Hi Denis,
I've been reading your email carefully and I'd like to comment it.
On 28/03/2006, at 14:24, Dennis Cote wrote:
With these tables you will have 25K rows in the File table, one per
file, and 250K rows in the Attribute table assuming an average of
10 attributes per file (your example had 14).
An index on the attribute name and value pairs will greatly speedup
lookups of a particular attribute.
There is still some redundancy in this set of tables since the
names of the attributes are being repeated over and over in the
Attribute table.
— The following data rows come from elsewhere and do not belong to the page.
mod docs;
mod params;
mod response;
mod sessions;
mod speakers;

#[cfg(test)]
mod tests;

use std::sync::Arc;

use axum::handler::Handler;
use axum::http::header::{
    ACCESS_CONTROL_ALLOW_HEADERS, ACCESS_CONTROL_ALLOW_METHODS, ACCESS_CONTROL_ALLOW_ORIGIN,
    AUTHORIZATION, CONTENT_TYPE,
};
use axum::http::{HeaderValue, Method, StatusCode, Uri};
use axum::middleware;
use axum::response::{IntoResponse, Response};
use axum::routing::{get, MethodRouter};
use axum::Router;
use serde_json::json;
use tower_http::cors::{Any, CorsLayer};
use tracing::debug;

use adoptai_schedule::{Clock, ScheduleCache};

use response::JsonBody;

pub const AVAILABLE_ENDPOINTS: &[&str] = &["/", "/llms.txt", "/sessions", "/speakers", "/health"];

#[derive(Clone)]
pub struct AppState {
    pub cache: Arc<ScheduleCache>,
    pub clock: Arc<dyn Clock>,
    pub service_name: Arc<str>,
}

impl AppState {
    pub fn new(cache: ScheduleCache, clock: Arc<dyn Clock>, service_name: &str) -> Self {
        Self {
            cache: Arc::new(cache),
            clock,
            service_name: Arc::from(service_name),
        }
    }
}

pub fn create_router(state: AppState) -> Router {
    let cors = CorsLayer::new()
        .allow_origin(Any)
        .allow_methods([Method::GET, Method::OPTIONS])
        .allow_headers([CONTENT_TYPE, AUTHORIZATION]);

    Router::new()
        .route("/", endpoint(docs::llms_txt))
        .route("/llms.txt", endpoint(docs::llms_txt))
        .route("/robots.txt", endpoint(docs::robots_txt))
        .route("/health", endpoint(docs::health))
        .route("/sessions", endpoint(sessions::list_sessions))
        .route("/speakers", endpoint(speakers::list_speakers))
        .fallback(not_found)
        .layer(cors)
        .layer(middleware::map_response(stamp_cors_headers))
        .with_state(state)
}

/// OPTIONS answers 200 with an empty body; every other method is served by
/// `handler`.
fn endpoint<H, T>(handler: H) -> MethodRouter<AppState>
where
    H: Handler<T, AppState>,
    T: 'static,
{
    get(handler.clone()).options(preflight).fallback(handler)
}

async fn preflight() -> StatusCode {
    StatusCode::OK
}

async fn not_found(method: Method, uri: Uri) -> Response {
    if method == Method::OPTIONS {
        return StatusCode::OK.into_response();
    }

    debug!(%method, path = uri.path(), "No route");
    let body = json!({
        "error": "Not Found",
        "message": format!("Path {} not found", uri.path()),
        "available_endpoints": AVAILABLE_ENDPOINTS,
    });
    (StatusCode::NOT_FOUND, JsonBody(body)).into_response()
}

/// Every response carries the same CORS headers, whether or not the request
/// sent an `Origin`.
async fn stamp_cors_headers(mut response: Response) -> Response {
    let headers = response.headers_mut();
    headers.insert(ACCESS_CONTROL_ALLOW_ORIGIN, HeaderValue::from_static("*"));
    headers.insert(
        ACCESS_CONTROL_ALLOW_METHODS,
        HeaderValue::from_static("GET, OPTIONS"),
    );
    headers.insert(
        ACCESS_CONTROL_ALLOW_HEADERS,
        HeaderValue::from_static("Content-Type, Authorization"),
    );
    response
}
use chrono::{DateTime, TimeDelta, Utc};
use chrono_tz::Tz;

use crate::types::ScheduledSession;

/// How far ahead, in minutes, a session counts as upcoming.
pub const UPCOMING_WINDOW_MINUTES: i64 = 30;

/// Assumed length in minutes of a session whose end is missing or not after
/// its start.
pub const DEFAULT_SESSION_MINUTES: i64 = 20;

/// Sessions in progress and sessions about to start, relative to one instant.
#[derive(Debug, Default)]
pub struct NowWindow<'a> {
    pub ongoing: Vec<&'a ScheduledSession>,
    pub upcoming: Vec<&'a ScheduledSession>,
}

impl ScheduledSession {
    /// End instant used by the now-window: the parsed end if it is after the
    /// start, otherwise start plus [`DEFAULT_SESSION_MINUTES`].
    pub fn effective_end(&self) -> Option<DateTime<Tz>> {
        let start = self.start()?;
        match self.end() {
            Some(end) if end > start => Some(end),
            _ => Some(start + TimeDelta::minutes(DEFAULT_SESSION_MINUTES)),
        }
    }
}

/// Split sessions into ongoing (`start <= now <= end`) and upcoming
/// (`now < start <= now + 30min`). Sessions without a start instant are
/// skipped. Input order is kept within each bucket.
pub fn partition_by_now(sessions: &[ScheduledSession], now: DateTime<Utc>) -> NowWindow<'_> {
    let horizon = now + TimeDelta::minutes(UPCOMING_WINDOW_MINUTES);
    let mut window = NowWindow::default();

    for scheduled in sessions {
        let (Some(start), Some(end)) = (scheduled.start(), scheduled.effective_end()) else {
            continue;
        };
        let start = start.with_timezone(&Utc);
        let end = end.with_timezone(&Utc);

        if start <= now && now <= end {
            window.ongoing.push(scheduled);
        } else if start > now && start <= horizon {
            window.upcoming.push(scheduled);
        }
    }

    window
}
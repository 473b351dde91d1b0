use axum::extract::State;
use axum::response::Response;
use serde_json::json;

use super::response::{plain_text, JsonBody};
use super::AppState;

const ROBOTS_TXT: &str = "User-agent: *\nAllow: /\n";

/// `GET /` and `GET /llms.txt`. Never fails; serves a placeholder when the
/// document cannot be fetched.
pub async fn llms_txt(State(state): State<AppState>) -> Response {
    let text = state.cache.fallback_text().await;
    plain_text(text.to_string())
}

pub async fn robots_txt() -> Response {
    plain_text(ROBOTS_TXT)
}

pub async fn health(State(state): State<AppState>) -> JsonBody<serde_json::Value> {
    JsonBody(json!({
        "status": "healthy",
        "service": &*state.service_name,
    }))
}
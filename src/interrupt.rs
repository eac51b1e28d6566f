#[derive(PartialEq, Eq, Debug, Clone, Copy)]
pub enum Interrupt {
    Nmi,
    Reset,
    Irq,
    Brk,
}

pub const NMI_VECTOR_ADDRESS: u16 = 0xFFFA;
pub const RESET_VECTOR_ADDRESS: u16 = 0xFFFC;
pub const IRQ_VECTOR_ADDRESS: u16 = 0xFFFE;

impl Interrupt {
    /// Whether this interrupt is masked by the `I` status flag. NMI and
    /// RESET are never masked; IRQ is; BRK is a software interrupt and runs
    /// unconditionally regardless of `I`.
    pub fn maskable(&self) -> bool {
        *self == Interrupt::Irq
    }

    pub fn vector_address(&self) -> u16 {
        match self {
            Interrupt::Nmi => NMI_VECTOR_ADDRESS,
            Interrupt::Reset => RESET_VECTOR_ADDRESS,
            Interrupt::Irq => IRQ_VECTOR_ADDRESS,
            Interrupt::Brk => IRQ_VECTOR_ADDRESS,
        }
    }

    /// Whether entry to this interrupt sets the `B` flag in the pushed copy
    /// of `P`. Only `BRK` does.
    pub fn sets_break_flag(&self) -> bool {
        *self == Interrupt::Brk
    }
}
This may not be a big problem, but you really only
have 100 attributes, so there is no sense storing 25K copies of the
name of a common attribute that applies to all files. This
information can be factored out into a third table as shown below.
[...] This will give you three tables (which will not cause a
noticeable difference in the database open time). One with 25K rows
of file names. One with 100 rows of attribute definition data,
which includes the attribute name. And one with 250K rows of
attribute value data.
Due to application requirements, I must rely on LIKE and GLOB in
order to match data, matching data that contains some value
(sensitive or insensitive match).
Now, it seems to me that using either LIKE or GLOB will force a row
scan anyhow, since it can't use the index, correct? So your solution
would force me to perform the row scan for 250K rows when matching
values. That is 10 times more data to scan through.
I'm not sure if there is a way to speed up LIKE or GLOB queries such as:
SELECT myvalue FROM files WHERE myvalue LIKE '%finit%';
Thanks a lot for the advice.
Regards,
-- Tito